- **Dataset content**:
<<<<

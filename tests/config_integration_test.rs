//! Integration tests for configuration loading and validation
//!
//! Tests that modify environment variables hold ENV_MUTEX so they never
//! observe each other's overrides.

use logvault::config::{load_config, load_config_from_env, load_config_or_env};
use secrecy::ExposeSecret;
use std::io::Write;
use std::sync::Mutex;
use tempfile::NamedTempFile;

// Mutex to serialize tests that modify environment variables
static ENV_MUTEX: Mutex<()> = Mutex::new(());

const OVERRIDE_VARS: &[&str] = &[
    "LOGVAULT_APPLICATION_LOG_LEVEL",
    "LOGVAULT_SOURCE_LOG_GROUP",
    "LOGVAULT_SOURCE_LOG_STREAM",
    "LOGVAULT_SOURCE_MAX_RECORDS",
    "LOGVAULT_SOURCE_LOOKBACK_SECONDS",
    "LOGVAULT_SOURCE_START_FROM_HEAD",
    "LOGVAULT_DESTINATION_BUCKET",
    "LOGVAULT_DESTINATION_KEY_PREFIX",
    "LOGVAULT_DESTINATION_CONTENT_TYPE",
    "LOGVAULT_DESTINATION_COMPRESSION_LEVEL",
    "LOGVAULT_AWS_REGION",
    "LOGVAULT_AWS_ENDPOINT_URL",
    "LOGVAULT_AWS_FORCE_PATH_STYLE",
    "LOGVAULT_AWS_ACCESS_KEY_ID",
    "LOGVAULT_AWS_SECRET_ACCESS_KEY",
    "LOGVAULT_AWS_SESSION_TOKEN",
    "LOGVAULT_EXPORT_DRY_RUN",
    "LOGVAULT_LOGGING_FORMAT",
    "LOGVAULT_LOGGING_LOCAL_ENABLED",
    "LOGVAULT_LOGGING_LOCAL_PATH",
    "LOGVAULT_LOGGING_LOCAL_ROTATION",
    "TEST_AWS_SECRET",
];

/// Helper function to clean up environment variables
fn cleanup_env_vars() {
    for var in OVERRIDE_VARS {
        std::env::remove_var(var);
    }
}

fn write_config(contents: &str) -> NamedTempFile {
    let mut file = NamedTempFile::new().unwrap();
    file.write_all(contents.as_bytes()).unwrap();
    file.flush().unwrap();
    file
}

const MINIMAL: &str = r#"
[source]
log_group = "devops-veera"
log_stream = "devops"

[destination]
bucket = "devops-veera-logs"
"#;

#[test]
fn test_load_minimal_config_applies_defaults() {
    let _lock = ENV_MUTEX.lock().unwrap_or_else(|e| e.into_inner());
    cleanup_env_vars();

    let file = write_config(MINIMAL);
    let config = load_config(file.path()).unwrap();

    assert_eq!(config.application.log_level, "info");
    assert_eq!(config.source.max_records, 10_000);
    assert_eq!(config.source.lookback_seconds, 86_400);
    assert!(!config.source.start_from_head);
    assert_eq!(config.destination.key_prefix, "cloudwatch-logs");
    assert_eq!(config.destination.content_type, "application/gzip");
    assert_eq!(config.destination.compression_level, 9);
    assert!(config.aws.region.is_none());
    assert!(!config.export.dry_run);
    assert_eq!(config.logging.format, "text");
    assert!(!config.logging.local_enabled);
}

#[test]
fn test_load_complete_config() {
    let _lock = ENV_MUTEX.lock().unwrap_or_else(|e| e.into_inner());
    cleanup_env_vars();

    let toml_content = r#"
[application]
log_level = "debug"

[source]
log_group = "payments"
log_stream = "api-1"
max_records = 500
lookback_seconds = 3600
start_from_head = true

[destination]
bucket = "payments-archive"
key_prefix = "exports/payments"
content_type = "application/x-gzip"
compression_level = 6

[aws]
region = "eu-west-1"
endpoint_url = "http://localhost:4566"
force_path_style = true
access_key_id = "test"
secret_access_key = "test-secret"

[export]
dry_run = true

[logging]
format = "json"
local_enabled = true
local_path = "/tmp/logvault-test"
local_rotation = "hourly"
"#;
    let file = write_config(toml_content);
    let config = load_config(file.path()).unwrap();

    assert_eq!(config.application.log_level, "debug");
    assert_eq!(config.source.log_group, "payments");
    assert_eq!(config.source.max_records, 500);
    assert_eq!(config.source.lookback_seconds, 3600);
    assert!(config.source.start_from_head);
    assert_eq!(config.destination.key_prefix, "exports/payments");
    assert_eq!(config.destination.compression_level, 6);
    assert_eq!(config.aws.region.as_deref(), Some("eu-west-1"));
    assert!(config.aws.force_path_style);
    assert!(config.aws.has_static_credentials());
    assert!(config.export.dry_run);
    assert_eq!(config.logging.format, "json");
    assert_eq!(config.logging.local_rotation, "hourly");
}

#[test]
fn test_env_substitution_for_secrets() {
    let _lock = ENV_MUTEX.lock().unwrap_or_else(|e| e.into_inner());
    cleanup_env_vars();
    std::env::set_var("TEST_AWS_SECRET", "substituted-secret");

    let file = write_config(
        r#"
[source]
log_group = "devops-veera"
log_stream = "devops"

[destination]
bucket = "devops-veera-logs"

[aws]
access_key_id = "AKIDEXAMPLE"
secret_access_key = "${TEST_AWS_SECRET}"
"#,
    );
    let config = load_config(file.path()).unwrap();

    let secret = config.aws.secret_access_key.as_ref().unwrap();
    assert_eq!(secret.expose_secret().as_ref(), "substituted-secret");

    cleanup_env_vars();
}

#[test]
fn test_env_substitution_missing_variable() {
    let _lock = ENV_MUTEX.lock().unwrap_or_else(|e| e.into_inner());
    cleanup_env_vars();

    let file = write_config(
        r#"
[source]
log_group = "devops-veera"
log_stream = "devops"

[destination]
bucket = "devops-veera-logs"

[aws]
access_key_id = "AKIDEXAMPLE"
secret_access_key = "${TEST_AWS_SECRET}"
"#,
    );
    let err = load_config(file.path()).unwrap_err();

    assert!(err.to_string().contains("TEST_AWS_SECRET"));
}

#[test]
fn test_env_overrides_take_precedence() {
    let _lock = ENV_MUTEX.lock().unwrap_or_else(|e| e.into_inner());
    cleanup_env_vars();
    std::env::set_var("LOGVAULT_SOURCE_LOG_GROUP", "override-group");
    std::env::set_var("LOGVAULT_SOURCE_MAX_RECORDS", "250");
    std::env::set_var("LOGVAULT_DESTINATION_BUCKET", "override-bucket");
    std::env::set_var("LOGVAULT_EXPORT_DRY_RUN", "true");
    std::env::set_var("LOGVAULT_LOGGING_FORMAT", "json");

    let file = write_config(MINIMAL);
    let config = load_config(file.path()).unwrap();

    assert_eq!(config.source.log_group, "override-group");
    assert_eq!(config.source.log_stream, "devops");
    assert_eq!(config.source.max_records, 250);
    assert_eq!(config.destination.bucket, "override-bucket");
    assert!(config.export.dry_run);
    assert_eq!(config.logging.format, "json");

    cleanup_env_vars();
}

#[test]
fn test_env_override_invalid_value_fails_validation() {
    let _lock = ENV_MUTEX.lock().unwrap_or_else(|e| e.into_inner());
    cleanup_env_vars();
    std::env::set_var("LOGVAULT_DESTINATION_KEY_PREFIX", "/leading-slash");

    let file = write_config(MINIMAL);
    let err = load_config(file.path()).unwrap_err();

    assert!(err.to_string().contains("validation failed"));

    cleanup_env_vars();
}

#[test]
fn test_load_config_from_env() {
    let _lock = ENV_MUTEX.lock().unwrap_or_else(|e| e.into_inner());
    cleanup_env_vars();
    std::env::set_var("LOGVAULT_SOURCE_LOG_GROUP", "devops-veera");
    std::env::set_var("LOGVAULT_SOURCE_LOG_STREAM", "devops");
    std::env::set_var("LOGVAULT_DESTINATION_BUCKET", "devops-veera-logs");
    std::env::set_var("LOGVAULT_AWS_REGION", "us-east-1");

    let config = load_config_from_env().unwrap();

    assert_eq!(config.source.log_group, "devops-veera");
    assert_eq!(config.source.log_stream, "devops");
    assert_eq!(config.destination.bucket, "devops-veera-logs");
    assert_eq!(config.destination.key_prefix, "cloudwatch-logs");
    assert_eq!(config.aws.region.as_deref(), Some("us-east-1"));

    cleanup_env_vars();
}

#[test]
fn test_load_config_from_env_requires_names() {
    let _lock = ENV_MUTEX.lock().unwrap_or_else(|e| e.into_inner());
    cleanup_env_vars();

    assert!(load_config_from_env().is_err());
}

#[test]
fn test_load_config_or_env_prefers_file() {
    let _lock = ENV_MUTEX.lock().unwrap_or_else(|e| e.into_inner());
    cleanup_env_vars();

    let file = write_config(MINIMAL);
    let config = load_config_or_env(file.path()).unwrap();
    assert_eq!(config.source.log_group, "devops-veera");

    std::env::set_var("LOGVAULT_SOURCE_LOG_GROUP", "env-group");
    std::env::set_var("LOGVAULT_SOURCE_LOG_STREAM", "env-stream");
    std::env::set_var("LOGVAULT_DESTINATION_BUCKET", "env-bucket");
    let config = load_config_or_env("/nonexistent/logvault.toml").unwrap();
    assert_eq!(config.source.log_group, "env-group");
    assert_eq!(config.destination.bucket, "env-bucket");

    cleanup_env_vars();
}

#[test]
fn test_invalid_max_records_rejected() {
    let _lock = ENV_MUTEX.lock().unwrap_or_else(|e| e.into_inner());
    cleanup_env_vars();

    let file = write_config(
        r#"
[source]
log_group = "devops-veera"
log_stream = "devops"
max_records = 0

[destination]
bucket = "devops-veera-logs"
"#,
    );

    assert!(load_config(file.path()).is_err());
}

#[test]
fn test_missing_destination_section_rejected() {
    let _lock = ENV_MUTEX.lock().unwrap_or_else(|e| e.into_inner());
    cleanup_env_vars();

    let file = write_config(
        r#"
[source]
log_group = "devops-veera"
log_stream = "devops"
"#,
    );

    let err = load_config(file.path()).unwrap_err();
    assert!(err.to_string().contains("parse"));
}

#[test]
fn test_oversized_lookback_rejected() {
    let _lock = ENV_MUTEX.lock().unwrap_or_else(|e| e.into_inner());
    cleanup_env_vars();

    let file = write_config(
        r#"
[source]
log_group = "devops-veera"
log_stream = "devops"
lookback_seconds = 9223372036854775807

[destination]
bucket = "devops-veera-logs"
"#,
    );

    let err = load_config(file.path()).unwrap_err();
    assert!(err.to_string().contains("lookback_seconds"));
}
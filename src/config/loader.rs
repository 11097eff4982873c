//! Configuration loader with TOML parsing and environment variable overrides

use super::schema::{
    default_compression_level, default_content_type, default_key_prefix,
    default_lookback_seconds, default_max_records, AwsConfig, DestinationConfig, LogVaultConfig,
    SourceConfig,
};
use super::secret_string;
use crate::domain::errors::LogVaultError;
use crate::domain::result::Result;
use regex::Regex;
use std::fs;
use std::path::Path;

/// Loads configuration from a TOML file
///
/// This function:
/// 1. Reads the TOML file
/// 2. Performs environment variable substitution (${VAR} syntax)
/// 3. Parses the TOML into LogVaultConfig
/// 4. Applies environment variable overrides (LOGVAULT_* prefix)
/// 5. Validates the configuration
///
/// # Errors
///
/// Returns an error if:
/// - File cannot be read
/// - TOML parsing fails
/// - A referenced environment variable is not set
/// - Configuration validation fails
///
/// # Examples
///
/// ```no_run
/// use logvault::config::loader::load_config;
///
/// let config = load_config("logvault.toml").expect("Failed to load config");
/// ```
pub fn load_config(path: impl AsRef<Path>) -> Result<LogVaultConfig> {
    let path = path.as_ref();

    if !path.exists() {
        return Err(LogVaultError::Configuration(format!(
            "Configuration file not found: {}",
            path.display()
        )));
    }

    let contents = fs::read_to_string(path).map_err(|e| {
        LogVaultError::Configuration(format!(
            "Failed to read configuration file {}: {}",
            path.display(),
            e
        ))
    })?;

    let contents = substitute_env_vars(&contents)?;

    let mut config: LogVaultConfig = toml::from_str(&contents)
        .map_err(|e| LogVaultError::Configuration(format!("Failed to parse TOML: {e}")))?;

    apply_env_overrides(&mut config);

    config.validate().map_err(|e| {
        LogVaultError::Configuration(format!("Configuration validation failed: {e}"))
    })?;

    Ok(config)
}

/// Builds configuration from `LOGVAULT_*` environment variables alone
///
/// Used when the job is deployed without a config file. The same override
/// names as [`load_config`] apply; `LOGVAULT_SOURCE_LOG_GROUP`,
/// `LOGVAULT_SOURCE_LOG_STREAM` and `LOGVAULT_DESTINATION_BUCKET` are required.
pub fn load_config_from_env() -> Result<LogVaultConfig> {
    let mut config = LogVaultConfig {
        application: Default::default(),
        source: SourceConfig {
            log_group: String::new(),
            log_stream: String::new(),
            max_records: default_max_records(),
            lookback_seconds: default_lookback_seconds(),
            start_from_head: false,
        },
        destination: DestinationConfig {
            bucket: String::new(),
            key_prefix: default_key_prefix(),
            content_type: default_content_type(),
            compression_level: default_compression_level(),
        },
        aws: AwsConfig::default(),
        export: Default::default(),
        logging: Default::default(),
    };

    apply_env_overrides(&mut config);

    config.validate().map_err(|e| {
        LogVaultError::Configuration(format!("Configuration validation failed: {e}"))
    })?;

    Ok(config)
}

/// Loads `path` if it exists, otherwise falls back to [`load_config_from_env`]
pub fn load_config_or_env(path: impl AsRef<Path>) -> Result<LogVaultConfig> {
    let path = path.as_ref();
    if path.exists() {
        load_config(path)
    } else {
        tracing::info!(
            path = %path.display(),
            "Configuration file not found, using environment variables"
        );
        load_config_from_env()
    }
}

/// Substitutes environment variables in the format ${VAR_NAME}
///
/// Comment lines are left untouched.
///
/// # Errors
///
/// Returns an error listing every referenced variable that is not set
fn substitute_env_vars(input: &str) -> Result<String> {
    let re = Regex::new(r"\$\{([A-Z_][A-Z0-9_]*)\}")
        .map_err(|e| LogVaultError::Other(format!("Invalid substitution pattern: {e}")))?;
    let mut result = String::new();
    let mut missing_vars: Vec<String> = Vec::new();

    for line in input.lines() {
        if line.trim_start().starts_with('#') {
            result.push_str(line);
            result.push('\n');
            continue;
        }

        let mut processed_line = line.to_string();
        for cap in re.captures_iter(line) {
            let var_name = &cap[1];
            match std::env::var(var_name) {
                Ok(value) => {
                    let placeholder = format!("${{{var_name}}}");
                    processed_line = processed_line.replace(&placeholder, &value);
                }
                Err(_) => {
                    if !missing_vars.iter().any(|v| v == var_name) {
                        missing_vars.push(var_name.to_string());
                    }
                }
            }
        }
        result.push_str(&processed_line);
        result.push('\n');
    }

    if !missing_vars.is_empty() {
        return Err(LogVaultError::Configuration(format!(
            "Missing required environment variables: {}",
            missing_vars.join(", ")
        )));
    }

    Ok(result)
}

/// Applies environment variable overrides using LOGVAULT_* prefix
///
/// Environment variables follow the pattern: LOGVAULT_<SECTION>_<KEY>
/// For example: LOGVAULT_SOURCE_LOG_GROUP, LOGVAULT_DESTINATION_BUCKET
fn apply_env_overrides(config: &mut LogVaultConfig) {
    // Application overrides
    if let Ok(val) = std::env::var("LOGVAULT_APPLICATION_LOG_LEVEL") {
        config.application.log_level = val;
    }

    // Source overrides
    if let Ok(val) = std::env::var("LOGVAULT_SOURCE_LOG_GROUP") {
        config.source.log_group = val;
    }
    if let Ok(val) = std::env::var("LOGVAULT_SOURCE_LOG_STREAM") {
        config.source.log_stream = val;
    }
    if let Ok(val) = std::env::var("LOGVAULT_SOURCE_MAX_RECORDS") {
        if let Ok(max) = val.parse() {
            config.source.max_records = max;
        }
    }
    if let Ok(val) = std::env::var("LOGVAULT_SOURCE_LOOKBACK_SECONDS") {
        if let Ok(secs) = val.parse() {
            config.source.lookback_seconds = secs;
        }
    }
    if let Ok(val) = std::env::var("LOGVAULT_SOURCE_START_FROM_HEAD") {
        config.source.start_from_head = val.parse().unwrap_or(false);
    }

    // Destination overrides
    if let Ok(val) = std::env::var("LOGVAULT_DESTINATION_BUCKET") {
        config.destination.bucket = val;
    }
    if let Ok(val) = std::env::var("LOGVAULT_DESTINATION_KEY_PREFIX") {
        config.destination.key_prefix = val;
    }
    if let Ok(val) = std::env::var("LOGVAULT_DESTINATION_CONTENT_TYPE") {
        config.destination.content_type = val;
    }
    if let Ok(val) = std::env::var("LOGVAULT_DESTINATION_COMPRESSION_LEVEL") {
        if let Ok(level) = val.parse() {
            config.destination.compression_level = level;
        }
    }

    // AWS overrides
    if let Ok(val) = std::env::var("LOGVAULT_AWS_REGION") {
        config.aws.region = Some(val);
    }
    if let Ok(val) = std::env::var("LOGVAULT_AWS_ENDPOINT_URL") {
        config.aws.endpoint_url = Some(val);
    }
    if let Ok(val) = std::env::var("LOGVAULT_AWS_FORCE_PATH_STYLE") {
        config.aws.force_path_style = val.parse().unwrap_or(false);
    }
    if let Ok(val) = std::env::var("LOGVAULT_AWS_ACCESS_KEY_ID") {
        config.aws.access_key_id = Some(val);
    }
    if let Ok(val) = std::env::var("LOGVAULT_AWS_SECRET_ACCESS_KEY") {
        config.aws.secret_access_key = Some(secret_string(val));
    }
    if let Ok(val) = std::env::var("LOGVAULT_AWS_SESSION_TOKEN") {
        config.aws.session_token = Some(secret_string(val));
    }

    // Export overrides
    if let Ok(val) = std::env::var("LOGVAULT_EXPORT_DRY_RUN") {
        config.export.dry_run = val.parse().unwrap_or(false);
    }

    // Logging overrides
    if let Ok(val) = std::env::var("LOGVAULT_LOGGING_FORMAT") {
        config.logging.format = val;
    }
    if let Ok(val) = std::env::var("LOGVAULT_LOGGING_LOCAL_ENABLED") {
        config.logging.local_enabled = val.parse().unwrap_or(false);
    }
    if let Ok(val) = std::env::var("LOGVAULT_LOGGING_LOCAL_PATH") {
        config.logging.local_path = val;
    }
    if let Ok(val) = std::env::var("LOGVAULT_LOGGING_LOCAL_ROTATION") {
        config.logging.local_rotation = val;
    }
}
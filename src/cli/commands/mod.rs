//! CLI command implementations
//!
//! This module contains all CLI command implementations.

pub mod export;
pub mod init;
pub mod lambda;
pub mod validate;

>>>>

- **Problem requirements**: Isolate the lines above that contain the word "info" and copy them.

- **The completed task**:
    assert_eq!(config.application.log_level, "info");
        tracing::info!(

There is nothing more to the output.